Architecture of the Gymnasium

Term Paper on Gymnasiums and Architecture of Greece Assignment

The architecture of the gymnasium was a very important architectural style that was already fairly common by the turn of the 2nd century BCE. The typical Greek gymnasium at that time was a significant construction that featured buildings with columns (stoas) and steps to sit and talk. The gym was known as gymnasion in Greek. This term was interchangeable with the term palaistra although the term palaistra meant a gym specially made for wrestling. Apart from the training, fighting or sporting areas and the columns, other architectural elements of the 2nd century gymnasium included prayer rooms, fountains, oiling rooms, bathtubs, and cold running water. In typical Greek fashion, some gymnasiums also had special rooms for studying (Kyle 56).

As time went by, more and more elements were added to the Greek gymnasium. They included running tacks (paradromis) nearby. In some cases, running tracks were covered to protect sportsmen and women from weather elements. In prosperous Greek cities such as Olympia, Priene and Pergamon, complete stadiums were purposely built for running. Back then the Pergamon gymnasium was a sight to behold. This is because it was one of the largest stadiums covering over thirty thousand square meters.
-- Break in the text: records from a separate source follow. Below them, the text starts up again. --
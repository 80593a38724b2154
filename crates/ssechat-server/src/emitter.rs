//! The relay emitter: one completion stream in, one SSE body out.
//!
//! Every accepted request gets its own pipeline:
//!
//! ```text
//!   CompletionSource::stream_completion ──▶ relay task ──▶ mpsc ──▶ SSE body
//! ```
//!
//! The relay task is the cancellation boundary.  It waits on the next delta
//! *and* on the channel closing; when the HTTP layer drops the body (client
//! went away) the channel closes, the task stops and drops the delta stream,
//! which releases the outbound vendor connection.
use std::{convert::Infallible, sync::Arc};

use axum::response::sse::Event;
use futures_util::{Stream, StreamExt};
use ssechat_core::{
    CompletionPrompt, CompletionSource,
    wire::{DONE_DATA, DONE_EVENT, ERROR_EVENT, quote_delta},
};
use tokio::{sync::mpsc, task::JoinHandle};
use tracing::{Instrument, debug, info, warn};

/// Frames the relay task hands to the SSE body.
#[derive(Debug, Clone, PartialEq, Eq)]
pub enum RelayFrame {
    /// One delta, sent as a default `message` event.
    Delta(String),
    /// Optional terminal frame after a normal end of stream.
    Done,
    /// Optional terminal frame after a source error.
    Failed(&'static str),
}

impl RelayFrame {
    pub fn into_event(self) -> Event {
        match self {
            RelayFrame::Delta(text) => Event::default().data(quote_delta(&text)),
            RelayFrame::Done => Event::default().event(DONE_EVENT).data(DONE_DATA),
            RelayFrame::Failed(reason) => Event::default().event(ERROR_EVENT).data(reason),
        }
    }
}

/// How a relay session ended.
#[derive(Debug, Clone, PartialEq, Eq)]
pub enum SessionOutcome {
    /// The source reached its end of stream.
    Completed { deltas: u64 },
    /// The source yielded an error; the stream was closed.
    Failed { deltas: u64, reason: String },
    /// The client disconnected first; the source was dropped.
    ClientGone { deltas: u64 },
}

#[derive(Debug, Clone)]
pub struct RelayOptions {
    /// Send `event: done` / `event: error` before closing.
    pub terminal_events: bool,
    /// Frames buffered between the relay task and the HTTP body.
    pub channel_capacity: usize,
}

impl Default for RelayOptions {
    fn default() -> Self {
        Self {
            terminal_events: false,
            channel_capacity: 32,
        }
    }
}

/// Start a relay session for `prompt` and return the SSE body stream plus a
/// handle resolving to the session outcome.
pub fn spawn_relay<S>(
    source: Arc<S>,
    prompt: CompletionPrompt,
    options: &RelayOptions,
) -> (
    impl Stream<Item = Result<Event, Infallible>> + Send + 'static,
    JoinHandle<SessionOutcome>,
)
where
    S: CompletionSource + 'static,
{
    let (tx, mut rx) = mpsc::channel(options.channel_capacity.max(1));
    let span = tracing::info_span!(
        "relay",
        source = source.name(),
        prompt_chars = prompt.as_str().chars().count()
    );

    let deltas = source.stream_completion(prompt);
    let task = tokio::spawn(relay_session(deltas, options.terminal_events, tx).instrument(span));

    let body = async_stream::stream! {
        while let Some(frame) = rx.recv().await {
            yield Ok(frame.into_event());
        }
    };

    (body, task)
}

/// Forward `deltas` into `tx` until the source ends, fails, or the receiver
/// goes away.
pub async fn relay_session<D>(
    deltas: D,
    terminal_events: bool,
    tx: mpsc::Sender<RelayFrame>,
) -> SessionOutcome
where
    D: Stream<Item = ssechat_core::Result<ssechat_core::DeltaEvent>>,
{
    debug!("relay session started");
    futures_util::pin_mut!(deltas);

    let mut forwarded = 0u64;
    let outcome = loop {
        let next = tokio::select! {
            biased;
            _ = tx.closed() => break SessionOutcome::ClientGone { deltas: forwarded },
            next = deltas.next() => next,
        };

        match next {
            Some(Ok(delta)) => {
                if tx.send(RelayFrame::Delta(delta.text)).await.is_err() {
                    break SessionOutcome::ClientGone { deltas: forwarded };
                }
                forwarded += 1;
            }
            Some(Err(err)) => {
                warn!(error = %err, "completion source failed");
                if terminal_events {
                    let _ = tx.send(RelayFrame::Failed(err.client_message())).await;
                }
                break SessionOutcome::Failed {
                    deltas: forwarded,
                    reason: err.to_string(),
                };
            }
            None => {
                if terminal_events {
                    let _ = tx.send(RelayFrame::Done).await;
                }
                break SessionOutcome::Completed { deltas: forwarded };
            }
        }
    };

    info!(?outcome, "relay session closed");
    outcome
}

#[cfg(test)]
mod tests {
    use super::*;
    use futures_util::stream;
    use ssechat_core::{DeltaEvent, RelayError};

    fn delta(text: &str) -> ssechat_core::Result<DeltaEvent> {
        Ok(DeltaEvent { text: text.into() })
    }

    async fn drain(mut rx: mpsc::Receiver<RelayFrame>) -> Vec<RelayFrame> {
        let mut frames = Vec::new();
        while let Some(frame) = rx.recv().await {
            frames.push(frame);
        }
        frames
    }

    #[tokio::test]
    async fn forwards_deltas_in_order_and_closes() {
        let (tx, rx) = mpsc::channel(8);
        let source = stream::iter(vec![delta("H"), delta("i")]);

        let outcome = relay_session(source, false, tx).await;

        assert_eq!(outcome, SessionOutcome::Completed { deltas: 2 });
        assert_eq!(
            drain(rx).await,
            vec![RelayFrame::Delta("H".into()), RelayFrame::Delta("i".into())]
        );
    }

    #[tokio::test]
    async fn terminal_events_mark_done_and_failure() {
        let (tx, rx) = mpsc::channel(8);
        let outcome = relay_session(stream::iter(vec![delta("ok")]), true, tx).await;
        assert_eq!(outcome, SessionOutcome::Completed { deltas: 1 });
        assert_eq!(
            drain(rx).await,
            vec![RelayFrame::Delta("ok".into()), RelayFrame::Done]
        );

        let (tx, rx) = mpsc::channel(8);
        let failing = stream::iter(vec![
            delta("par"),
            Err(RelayError::Backend("connection reset".into())),
            delta("never"),
        ]);
        let outcome = relay_session(failing, true, tx).await;
        assert!(matches!(outcome, SessionOutcome::Failed { deltas: 1, .. }));
        assert_eq!(
            drain(rx).await,
            vec![
                RelayFrame::Delta("par".into()),
                RelayFrame::Failed("completion backend failed"),
            ]
        );
    }

    #[tokio::test]
    async fn errors_without_terminal_events_just_close() {
        let (tx, rx) = mpsc::channel(8);
        let failing = stream::iter(vec![Err(RelayError::Backend("refused".into()))]);

        let outcome = relay_session(failing, false, tx).await;

        assert!(matches!(outcome, SessionOutcome::Failed { deltas: 0, .. }));
        assert!(drain(rx).await.is_empty());
    }

    #[tokio::test]
    async fn dropped_receiver_stops_a_pending_source() {
        let (tx, rx) = mpsc::channel(8);
        drop(rx);

        let outcome = relay_session(stream::pending::<ssechat_core::Result<DeltaEvent>>(), false, tx).await;

        assert_eq!(outcome, SessionOutcome::ClientGone { deltas: 0 });
    }
}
As time went by, architects started adding decorative sculptures of gods whom they regarded as the patrons for their gyms. In other cases, statues of wealthy merchants or rulers who had financed the construction or maintenance of the gymnasium were also added (Kyle 58).

Most of the time, the typical Greek gymnasium was a public building that was built, owned, operated and maintained by city authorities. In most cases the cities appointed a public official to operate the gym. The public official was known as the gymnasiarch. The earliest gymnasia were places men, sometimes naked, would stretch and exercise and then perhaps take a bath at an indoor gym bath facility or at an adjacent fountain house. In some cases, men would just sit and talk or educate each other as was typical in most Greek cities. Some gymnasia also had study rooms where philosophers and other teachers would come to give interesting lectures (Hirst para 18).

In the past Gymnasia were used for military training, military drills, public events, court hearings, exhibitions, and executions. In some cases, gymnasia were also used as venues for statement murders/ massacres. For example, there is a case when a military leader assembled the senators and aristocrats at the Timoleonteum gymnasium for slaughter. It was in later cases, when they increasingly became specific for Olympic training (Hirst para 18). The new athletic-type gyms were surrounded by Doric Order columns and athletes primarily trained in the middle. Some were circular, some were hemispherical, while others were square (Hirst para 18).

The Palaestra was one of the most common types of gyms in the Hellenistic and Roman eras. Renowned Roman author, Vitruvius, describes the Palaestra in his work Ten Books of Architecture. In his description, Vitruvius begins by stating that the fact that the Palaestra is not extremely common in Italy and that it is in Greece where it is constructed most uniquely. He describes the construction as typically oblong or square. He then goes ahead and states that the Palaestra should be constructed in such a way that its training circumference makes a walk of two stadia. The Greeks used to refer to this circumference as ???????. Vitruvius then describes the construction of the columns by saying that three columns should be singular but the fourth on the south side should be double to prevent the weather elements from getting in (Villanova University para 1).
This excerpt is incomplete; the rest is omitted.